[PROBLEM DETAILS]
How many lines in the data below include the word "stored"? Respond with the number, nothing more.

[PROVIDED DATA]
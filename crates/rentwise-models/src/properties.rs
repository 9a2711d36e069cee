//! Property listings.

use std::fmt;
use std::str::FromStr;

use chrono::{DateTime, Utc};
use rentwise_core::PaginationMeta;
use serde::{Deserialize, Serialize};
use utoipa::ToSchema;
use uuid::Uuid;
use validator::Validate;

use crate::UnknownVariant;
use crate::users::User;

#[derive(Debug, Clone, Copy, PartialEq, Eq, Hash, Serialize, Deserialize, ToSchema)]
pub enum PropertyType {
    Apartment,
    Villa,
    House,
    Office,
    Shop,
    Land,
}

impl PropertyType {
    pub const ALL: [PropertyType; 6] = [
        PropertyType::Apartment,
        PropertyType::Villa,
        PropertyType::House,
        PropertyType::Office,
        PropertyType::Shop,
        PropertyType::Land,
    ];

    pub fn as_str(&self) -> &'static str {
        match self {
            PropertyType::Apartment => "Apartment",
            PropertyType::Villa => "Villa",
            PropertyType::House => "House",
            PropertyType::Office => "Office",
            PropertyType::Shop => "Shop",
            PropertyType::Land => "Land",
        }
    }
}

impl fmt::Display for PropertyType {
    fn fmt(&self, f: &mut fmt::Formatter<'_>) -> fmt::Result {
        f.write_str(self.as_str())
    }
}

impl FromStr for PropertyType {
    type Err = UnknownVariant;

    fn from_str(s: &str) -> Result<Self, Self::Err> {
        Self::ALL
            .into_iter()
            .find(|kind| kind.as_str() == s)
            .ok_or_else(|| UnknownVariant {
                kind: "property type",
                value: s.to_string(),
            })
    }
}

/// Whether a listing is offered for rent or for sale.
#[derive(Debug, Clone, Copy, PartialEq, Eq, Hash, Serialize, Deserialize, ToSchema)]
pub enum ListingStatus {
    #[serde(rename = "For Rent")]
    ForRent,
    #[serde(rename = "For Sale")]
    ForSale,
}

impl ListingStatus {
    pub fn as_str(&self) -> &'static str {
        match self {
            ListingStatus::ForRent => "For Rent",
            ListingStatus::ForSale => "For Sale",
        }
    }
}

impl fmt::Display for ListingStatus {
    fn fmt(&self, f: &mut fmt::Formatter<'_>) -> fmt::Result {
        f.write_str(self.as_str())
    }
}

impl FromStr for ListingStatus {
    type Err = UnknownVariant;

    fn from_str(s: &str) -> Result<Self, Self::Err> {
        match s {
            "For Rent" => Ok(ListingStatus::ForRent),
            "For Sale" => Ok(ListingStatus::ForSale),
            other => Err(UnknownVariant {
                kind: "listing status",
                value: other.to_string(),
            }),
        }
    }
}

/// The client-supplied part of a listing. Used as the create request body
/// and flattened into the stored [`Property`].
#[derive(Debug, Clone, PartialEq, Serialize, Deserialize, Validate, ToSchema)]
#[serde(rename_all = "camelCase")]
pub struct PropertyDetails {
    #[validate(length(min = 1, message = "Title is required"))]
    pub title: String,
    #[validate(length(min = 1, message = "Description is required"))]
    pub description: String,
    #[validate(length(min = 1, message = "Location is required"))]
    pub location: String,
    #[validate(range(min = 0.0, message = "Price cannot be negative"))]
    pub price: f64,
    #[validate(range(min = 0.0, message = "Original price cannot be negative"))]
    #[serde(default, skip_serializing_if = "Option::is_none")]
    pub original_price: Option<f64>,
    #[validate(length(min = 1, message = "At least one image is required"))]
    pub images: Vec<String>,
    #[validate(range(min = 0, message = "Beds cannot be negative"))]
    pub beds: i32,
    #[validate(range(min = 0, message = "Baths cannot be negative"))]
    pub baths: i32,
    #[serde(default)]
    pub parking: bool,
    #[serde(default)]
    pub furnished: bool,
    #[validate(range(min = 0.0, message = "Area cannot be negative"))]
    pub area: f64,
    #[serde(rename = "type")]
    pub property_type: PropertyType,
    pub status: ListingStatus,
    #[serde(default)]
    pub featured: bool,
}

/// A stored listing. `owner` is the id of the user who created it.
#[derive(Debug, Clone, PartialEq, Serialize, Deserialize, ToSchema)]
#[serde(rename_all = "camelCase")]
pub struct Property {
    pub id: Uuid,
    #[serde(flatten)]
    pub details: PropertyDetails,
    pub owner: Uuid,
    pub created_at: DateTime<Utc>,
    pub updated_at: DateTime<Utc>,
}

impl Property {
    pub fn with_owner(self, owner: OwnerSummary) -> PropertyWithOwner {
        PropertyWithOwner {
            id: self.id,
            details: self.details,
            owner,
            created_at: self.created_at,
            updated_at: self.updated_at,
        }
    }
}

/// Public contact card of a listing's owner.
#[derive(Debug, Clone, PartialEq, Eq, Serialize, Deserialize, ToSchema)]
pub struct OwnerSummary {
    pub id: Uuid,
    pub name: String,
    pub email: String,
    pub avatar: Option<String>,
}

impl From<&User> for OwnerSummary {
    fn from(user: &User) -> Self {
        Self {
            id: user.id,
            name: user.name.clone(),
            email: user.email.clone(),
            avatar: user.avatar.clone(),
        }
    }
}

/// A listing with its owner expanded, as served by the public endpoints.
#[derive(Debug, Clone, PartialEq, Serialize, Deserialize, ToSchema)]
#[serde(rename_all = "camelCase")]
pub struct PropertyWithOwner {
    pub id: Uuid,
    #[serde(flatten)]
    pub details: PropertyDetails,
    pub owner: OwnerSummary,
    pub created_at: DateTime<Utc>,
    pub updated_at: DateTime<Utc>,
}

#[derive(Debug, Clone, Serialize, Deserialize, ToSchema)]
pub struct PropertiesResponse {
    pub properties: Vec<PropertyWithOwner>,
    pub pagination: PaginationMeta,
}

#[derive(Debug, Clone, Serialize, Deserialize, ToSchema)]
pub struct PropertyResponse {
    pub property: PropertyWithOwner,
}

#[derive(Debug, Clone, Serialize, Deserialize, ToSchema)]
pub struct PropertyCreatedResponse {
    pub message: String,
    pub property: Property,
}

/// The caller's own listings.
#[derive(Debug, Clone, Serialize, Deserialize, ToSchema)]
pub struct ListingsResponse {
    pub properties: Vec<Property>,
}

#[cfg(test)]
mod tests {
    use super::*;
    use serde_json::json;

    fn details_json() -> serde_json::Value {
        json!({
            "title": "Sunny two-bed flat",
            "description": "Close to the river",
            "location": "Porto",
            "price": 1200.0,
            "images": ["https://img.example.com/1.jpg"],
            "beds": 2,
            "baths": 1,
            "area": 74.5,
            "type": "Apartment",
            "status": "For Rent"
        })
    }

    #[test]
    fn test_details_defaults_flags_to_false() {
        let details: PropertyDetails = serde_json::from_value(details_json()).unwrap();
        assert!(!details.parking);
        assert!(!details.furnished);
        assert!(!details.featured);
        assert_eq!(details.original_price, None);
        assert!(details.validate().is_ok());
    }

    #[test]
    fn test_details_require_an_image() {
        let mut value = details_json();
        value["images"] = json!([]);
        let details: PropertyDetails = serde_json::from_value(value).unwrap();
        assert!(details.validate().is_err());
    }

    #[test]
    fn test_negative_price_rejected() {
        let mut value = details_json();
        value["price"] = json!(-1.0);
        let details: PropertyDetails = serde_json::from_value(value).unwrap();
        assert!(details.validate().is_err());
    }

    #[test]
    fn test_unknown_type_fails_to_deserialize() {
        let mut value = details_json();
        value["type"] = json!("Castle");
        assert!(serde_json::from_value::<PropertyDetails>(value).is_err());
    }

    #[test]
    fn test_property_serializes_flat() {
        let now = Utc::now();
        let property = Property {
            id: Uuid::new_v4(),
            details: serde_json::from_value(details_json()).unwrap(),
            owner: Uuid::new_v4(),
            created_at: now,
            updated_at: now,
        };
        let value = serde_json::to_value(&property).unwrap();
        assert_eq!(value["title"], "Sunny two-bed flat");
        assert_eq!(value["type"], "Apartment");
        assert_eq!(value["status"], "For Rent");
        assert!(value.get("details").is_none());
        assert!(value.get("originalPrice").is_none());
        assert!(value["owner"].is_string());
    }

    #[test]
    fn test_enum_strings_round_trip_through_from_str() {
        for kind in PropertyType::ALL {
            assert_eq!(kind.as_str().parse::<PropertyType>().unwrap(), kind);
        }
        assert_eq!(
            "For Sale".parse::<ListingStatus>().unwrap(),
            ListingStatus::ForSale
        );
        assert!("for sale".parse::<ListingStatus>().is_err());
    }
}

[FINAL ANSWER]
2